Maybe an unpopular opinion but I think solving Strava’s problem is easy.
They need ads. Better ads. The argument that they promised they will never have ads is moot because they have them in practice. It’s those sponsored challenges and they are terrible. They feel like spam. I doubt brands really get their money’s worth from them. They need to find an ad format that is native and not excessively annoying. At the very least it shouldn’t be particularly hard to introduce native feed ads like every major social media. I’m sure they could experiment more.
I really don’t think people would be that enraged about having ads on a free platform they value. On the other hand you can see how people are taking price increases on the premium product.
They have enough users for running a profitable business based on a Strava specific native ads format with targeting (by sport, by activity level, by gear used?) that only Strava can provide and that you can buy on a self service platform. Then they need selected premium placements and options sold at high CPM (possibly using 3rd party data providers). They could even jump start it by partnering with a major tech company like Google or Microsoft.
Then, as part of premium, you’d get no ads and you’d be willing to pay to get rid of them. So effectively it would be a freemium model.
This business model has been proven very profitable multiple times by social media companies of this size.
Then they need to improve the social media features. Messaging, organised club rides, etc. People have been wanting those features since forever. Keep them on the app.

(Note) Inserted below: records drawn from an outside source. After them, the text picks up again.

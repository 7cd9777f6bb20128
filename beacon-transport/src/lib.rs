pub mod dispatcher;
pub mod sender;
pub mod transport;
pub mod worker;

pub use dispatcher::{Dispatcher, WorkerFactory, WorkerHandle};
pub use sender::HttpSender;
pub use transport::{Delivery, DeliveryMode, Transport, TransportError};
pub use worker::HttpWorkerFactory;
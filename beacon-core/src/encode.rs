use crate::error::EncodeError;
use crate::event::{EncodedRequest, Endpoint};
use base64::engine::general_purpose::STANDARD;
use base64::Engine;
use serde::Serialize;
use serde_json::{Map, Value};

/// Person property names the collector expects in `$`-prefixed wire form.
pub const RESERVED_PERSON_PROPERTIES: &[&str] = &[
    "email",
    "created",
    "first_name",
    "last_name",
    "last_login",
    "username",
    "country_code",
];

/// Encode a payload into a deliverable request URL.
///
/// The payload is serialized to compact JSON, base64-encoded, and attached as
/// the `data` query parameter of `<base_url><endpoint-path>/`. The result
/// never contains a raw newline, which the line-oriented worker channel
/// depends on.
pub fn encode<T: Serialize>(
    base_url: &str,
    endpoint: Endpoint,
    payload: &T,
) -> Result<EncodedRequest, EncodeError> {
    let json = serde_json::to_vec(payload)?;
    // The standard base64 alphabet emits no newlines, but the worker channel
    // protocol is line-oriented, so enforce it rather than assume it.
    let data: String = STANDARD.encode(json).replace('\n', "");
    let url = format!("{}{}/?data={}", base_url, endpoint.path(), data);
    Ok(EncodedRequest::new(endpoint, url))
}

/// Rewrite reserved person property names into their `$`-prefixed wire form.
///
/// Non-reserved keys, including keys already carrying the `$` prefix, pass
/// through unchanged, which makes the rewrite idempotent. Values are never
/// touched. Keys arrive as `String` (the map type guarantees it), so no
/// further normalization is needed before the table lookup.
pub fn rewrite_person_properties(properties: Map<String, Value>) -> Map<String, Value> {
    let mut rewritten = Map::with_capacity(properties.len());
    for (key, value) in properties {
        if RESERVED_PERSON_PROPERTIES.contains(&key.as_str()) {
            rewritten.insert(format!("${}", key), value);
        } else {
            rewritten.insert(key, value);
        }
    }
    rewritten
}
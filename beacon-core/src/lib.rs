pub mod encode;
pub mod error;
pub mod event;
pub mod scope;

pub use encode::{encode, rewrite_person_properties, RESERVED_PERSON_PROPERTIES};
pub use error::EncodeError;
pub use event::{EncodedRequest, Endpoint, Event};
pub use scope::{QueuedEvent, RequestScope, FORWARDED_FOR_KEY, REMOTE_ADDR_KEY};
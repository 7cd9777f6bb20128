use crate::dispatcher::{Dispatcher, WorkerFactory};
use crate::sender::HttpSender;
use crate::worker::HttpWorkerFactory;
use beacon_core::EncodedRequest;
use std::sync::Arc;
use std::time::Duration;
use thiserror::Error;

#[derive(Debug, Error)]
pub enum TransportError {
    /// The worker channel's receiving end is gone; the handle must be
    /// disposed and recreated.
    #[error("worker channel closed")]
    ChannelClosed,
}

/// Delivery mode, fixed per client instance.
#[derive(Debug, Clone, Copy, PartialEq, Eq, Default)]
pub enum DeliveryMode {
    #[default]
    Sync,
    Async,
}

/// Outcome of handing one request to the transport.
///
/// `Acknowledged` carries the collector's verdict from a blocking round trip.
/// `Dispatched` only means the request was accepted into the worker channel;
/// delivery confirmation is never surfaced in async mode.
#[derive(Debug, Clone, Copy, PartialEq, Eq)]
pub enum Delivery {
    Acknowledged(bool),
    Dispatched,
}

/// Routes encoded requests either through a blocking HTTP round trip or into
/// the background worker, according to the configured mode.
///
/// A process runs ONE transport, shared (via `Arc`) by every request-scoped
/// client; the dispatcher inside it is what guarantees at most one live
/// worker handle per process.
#[derive(Debug)]
pub struct Transport {
    mode: DeliveryMode,
    sender: Arc<HttpSender>,
    dispatcher: Dispatcher,
}

impl Transport {
    pub fn new(mode: DeliveryMode, sender: Arc<HttpSender>, factory: Arc<dyn WorkerFactory>) -> Self {
        Transport {
            mode,
            sender,
            dispatcher: Dispatcher::new(factory),
        }
    }

    /// Transport backed by the real HTTP sender and worker.
    pub fn http(mode: DeliveryMode, timeout: Duration) -> Result<Self, reqwest::Error> {
        let sender = Arc::new(HttpSender::new(timeout)?);
        let factory = Arc::new(HttpWorkerFactory::new(Arc::clone(&sender)));
        Ok(Transport::new(mode, sender, factory))
    }

    pub fn mode(&self) -> DeliveryMode {
        self.mode
    }

    pub async fn deliver(&self, request: &EncodedRequest) -> Delivery {
        match self.mode {
            DeliveryMode::Sync => Delivery::Acknowledged(self.sender.deliver(request).await),
            DeliveryMode::Async => {
                self.dispatcher.dispatch(request.url());
                Delivery::Dispatched
            }
        }
    }
}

And they need to provide better tools for brands and “influencers” so that they spend more time building content for Strava than for Instagram/YouTube/Facebook etc so that people have more sport related content to consume.
Maybe an unpopular opinion but I think solving Strava’s problem is easy.
They need ads. Better ads. The argument that they promised they will never have ads is moot because they have them in practice. It’s those sponsored challenges and they are terrible. They feel like spam. I doubt brands really get their money’s worth from them. They need to find an ad format that is native and not excessively annoying. At the very least it shouldn’t be particularly hard to introduce native feed ads like every major social media. I’m sure they could experiment more.
I really don’t think people would be that enraged about having ads on a free platform they value. On the other hand you can see how people are taking price increases on the premium product.
They have enough users for running a profitable business based on a Strava specific native ads format with targeting (by sport, by activity level, by gear used?) that only Strava can provide and that you can buy on a self service platform. Then they need selected premium placements and options sold at high CPM (possibly using 3rd party data providers). They could even jump start it by partnering with a major tech company like Google or Microsoft.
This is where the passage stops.